В те времена четыре лейб-гвардейских полка подбирались по росту и масти: рыжие, без двух вершков сажень – в измайловцы, белобрысые да курносые, больше из чухон, но, однако, чтобы ликом были подобны блаженной памяти императору Павлу Первому – в павловцы. Павловцам прозвище было «сметанники». Известно, кто сметану возит в столицу: чухоны.

Синеглазая Москва, сажень с вершком, румяная, белотелая, ходила под синей семеновской грудью.

А глаз карий, и волос черный блестящий, и соколиная поступь и рост, чтобы сажень два вершка, шли под красную грудь, в Преображенский славный полк.

Попусту про них песню сложили, будто «полк Преображенский чешется по-женски», а прозвище им было «именинники».

Блаженной памяти матушка-царица Екатерина Вторая любила бывать в Преображенском полку о месяц июнь, когда станут над столицей тихие летние погоды и шумит легкий ветер в стриженых липах Невской прешпективы, а на Неве смолят фрегаты и бодро стучат молотки…

Полк стоит фрунтом, в зеленых кафтанах, в красных камзолах, в позументе парчовом. Граненые стекла императрицыной кареты на солнце блещут. На красном дышле несут корону два золоченых амура.

Ступит государыня на бархатную подножку, махнет платочком:

– Здравствуйте, мои храбрые воины. А кто нынче у вас именинник, пусть ко мне выйдет.

И выйдет который, тут же пожалует ему императрица рублевик серебряный.

Да, преображенцы, известно, хохлы, карий глаз: что ни июнь, то боле в полку именинников. И о который год неизвестно, но прибыла на Преображенский двор золоченая карета с амурами и короной. Императрица махнула платочком:

– Кто нынче, храбрые воины, именинник?

И весь славный полк ногу враз поднял и шарахнул с громом всем фрунтом к карете. На что была бесстрашна государыня, а и та ужаснулась и за граненое стекло живо – шасть. Такая силища именинников грянула: весь полк до последнего каптенармуса. Оттого и прозвище – именинники. А все хохлы, от них станется.
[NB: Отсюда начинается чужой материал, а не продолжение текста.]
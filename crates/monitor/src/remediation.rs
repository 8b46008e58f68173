//! 재기동 게이트 -- 임계값 판정과 원격 재기동 실행
//!
//! [`RestartGate`]는 한 사이클에서 관측된 트리거 매칭 수를 임계값과
//! 비교하여 원격 재기동을 실행할지 결정합니다.
//!
//! # 정책
//! - 매칭 2건 이상: 사이클당 정확히 한 번 재기동 요청 (50건이어도 한 번)
//! - 매칭 1건: 무시 — 단발 사건으로 재기동하지 않는 의도적 anti-flap 정책
//! - 재기동 실패: 기록하고 이벤트로 보고하되 사이클을 중단하지 않으며,
//!   같은 사이클 안에서 재시도하지 않음

use std::sync::Arc;

use metrics::counter;
use tokio::sync::mpsc;
use tracing::{debug, error, info, warn};

use logvigil_core::event::RestartEvent;
use logvigil_core::metrics as m;

use crate::gateway::EnvironmentClient;

/// 재기동 발동에 필요한 최소 트리거 매칭 수
///
/// 정책 상수입니다. 노이즈가 많은 로그에서 재기동 폭풍을 막기 위한
/// 값이며, 파생되는 값이 아닙니다.
pub const RESTART_THRESHOLD: usize = 2;

/// 재기동 게이트
///
/// 워처 루프가 단독으로 소유하며, 사이클마다 한 번 호출됩니다.
pub struct RestartGate<C: EnvironmentClient> {
    /// 원격 클라이언트 (공유)
    client: Arc<C>,
    /// 재기동 감사 이벤트 전송 채널
    event_tx: mpsc::Sender<RestartEvent>,
    /// 성공한 재기동 요청 수
    restarts_succeeded: u64,
    /// 실패한 재기동 요청 수
    restarts_failed: u64,
}

impl<C: EnvironmentClient> RestartGate<C> {
    /// 새 게이트를 생성합니다.
    pub fn new(client: Arc<C>, event_tx: mpsc::Sender<RestartEvent>) -> Self {
        Self {
            client,
            event_tx,
            restarts_succeeded: 0,
            restarts_failed: 0,
        }
    }

    /// 매칭 수를 평가하고 필요하면 재기동을 요청합니다.
    ///
    /// 재기동을 시도했으면 (성공/실패 무관) `true`를 반환합니다.
    /// 원격 호출 실패는 여기서 흡수되므로 호출자의 사이클은 계속됩니다.
    pub async fn evaluate(&mut self, environment_id: &str, hits: usize, trace_id: &str) -> bool {
        if hits < RESTART_THRESHOLD {
            if hits == 1 {
                debug!(
                    trace_id,
                    "single trigger hit below threshold, not restarting"
                );
            }
            return false;
        }

        info!(
            trace_id,
            environment_id,
            hits,
            threshold = RESTART_THRESHOLD,
            "trigger threshold reached, requesting restart"
        );

        match self.client.restart_service(environment_id).await {
            Ok(outcome) => {
                self.restarts_succeeded += 1;
                counter!(m::MONITOR_RESTARTS_TOTAL, m::LABEL_RESULT => "success").increment(1);
                info!(trace_id, environment_id, outcome = %outcome, "restart accepted");
                self.emit_event(RestartEvent::with_trace(
                    environment_id,
                    true,
                    outcome.message.clone(),
                    outcome.operation_id.clone(),
                    trace_id,
                ))
                .await;
            }
            Err(e) => {
                self.restarts_failed += 1;
                counter!(m::MONITOR_RESTARTS_TOTAL, m::LABEL_RESULT => "failure").increment(1);
                error!(trace_id, environment_id, error = %e, "restart request failed");
                self.emit_event(RestartEvent::with_trace(
                    environment_id,
                    false,
                    e.to_string(),
                    None,
                    trace_id,
                ))
                .await;
            }
        }

        true
    }

    /// 감사 이벤트를 전송합니다. 수신 측이 사라져도 사이클은 계속됩니다.
    async fn emit_event(&self, event: RestartEvent) {
        if let Err(e) = self.event_tx.send(event).await {
            warn!(error = %e, "restart event receiver dropped, audit event lost");
        }
    }

    /// 성공한 재기동 요청 수를 반환합니다.
    pub fn restarts_succeeded(&self) -> u64 {
        self.restarts_succeeded
    }

    /// 실패한 재기동 요청 수를 반환합니다.
    pub fn restarts_failed(&self) -> u64 {
        self.restarts_failed
    }
}
//! 도메인 타입 — 시스템 전역에서 사용되는 공통 타입

use std::fmt;

use serde::{Deserialize, Serialize};

/// 파싱된 로그 라인
///
/// 원격에서 가져온 로그 블롭의 한 줄을 나타냅니다.
/// 한 사이클 처리 후 버려지며, `raw`에서 계산한 fingerprint만
/// 중복 제거 상태에 남습니다.
#[derive(Debug, Clone, PartialEq, Eq, Serialize, Deserialize)]
pub struct LogLine {
    /// 라인 앞부분에서 추출한 타임스탬프 토큰 (달력 시각으로 검증되지 않음)
    pub timestamp: String,
    /// 타임스탬프를 제외한 메시지 본문
    pub message: String,
    /// 원본 라인 전체 — fingerprint 계산의 유일한 입력
    pub raw: String,
}

impl fmt::Display for LogLine {
    fn fmt(&self, f: &mut fmt::Formatter<'_>) -> fmt::Result {
        write!(f, "[{}] {}", self.timestamp, self.message)
    }
}

/// 원격 재기동 요청 결과
///
/// 재기동 API가 수락한 요청의 응답 정보를 담습니다.
#[derive(Debug, Clone, Serialize, Deserialize)]
pub struct RestartOutcome {
    /// 원격이 돌려준 메시지
    pub message: String,
    /// 응답 HTTP 상태 코드
    pub status_code: u16,
    /// 비동기 재기동 작업 ID (원격이 제공하는 경우)
    pub operation_id: Option<String>,
}

impl fmt::Display for RestartOutcome {
    fn fmt(&self, f: &mut fmt::Formatter<'_>) -> fmt::Result {
        write!(
            f,
            "{} (status={}, operation={})",
            self.message,
            self.status_code,
            self.operation_id.as_deref().unwrap_or("N/A"),
        )
    }
}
Да, весело было солдатству служить во времена Матушки…

Однако наши шевронисты, как должно, дымной громадой прогрохотали к дворцовому коменданту, отрапортовали, застыли.

На киверах орлы блещут. Не дышит лейб-гвардия, разве усища шевелятся: у Ощипки усища, как черная ночь, у Туры, – Бог его знает, может быть, и татарин, – красным жаром горят, а у чухны усы пушистые, с тусклостью. Только у синеглазого силача Кости подусников нет, а запущен по румяной щеке каштановый бак…

Стоят четыре шеврониста во фрунт, в парадных белых штанах, огромадные, в-точь лудвигбургские гренадеры, что у Синего моста тогда заезжий немец показывал.

Дворцовый комендант, височки с рыжинкой, стал прилаживать к ним некие лакированные сумки с медными пуговками, на черных ремнях, чтобы сзаду держались. Комендант затягивал пряжки, упирая в животы шевронистов коленку.

Для сумок шевронисты и были в дворец позваны; как сумочки сзаду держатся. А в сумочках будто медикамент и прочее. Прусский принц предложил такое новшество амуничное в гвардию ввести, и государь на немецкие штуки залюбопытствовал.

Двинули гвардейцев в зало, каблуки прогремели, зазвенел на люстрах хрусталь.

Стали шевронисты у белой колонны.

Блещет широкий паркет, многие свечи горят под лепным потолком в канделябрах. Регалии генералитета сияют, и у генералов на лбах отблески от многих свечей, точно бы в масле червонцы.

Белым дымом колеблются у белых дверей кавалерственные дамы. Там лишь пуфы, тюли и вазы, призраки, облако, разве у которой сверкнет малиновая лента через плечо и дрогнет сияющий каплей кавалерственный бриллиантовый вензель.

Справа в шеренге стоял хохол Ощипок, к нему под рост москвич Костя, а там чухонец Цируль и Тура, Бог его знает, может быть, и татарин.

Император в белом мундире, на лысом лбу тоже отблеск червонца, а с ним прусский принц в зеленом мундире с черной грудью, тощенький принц на ногу припадает, вышли под руку из белых дверей.

Зало плавно склонилось, плавно откинулось. Чуть звякнула медная чешуя киверов: гвардия подняла голову.

– Здорово, ребята, – негромко сказал император.

– Р-р-вв-рр! – точно прорвало шевронистов, а что грянули, сами не слышат.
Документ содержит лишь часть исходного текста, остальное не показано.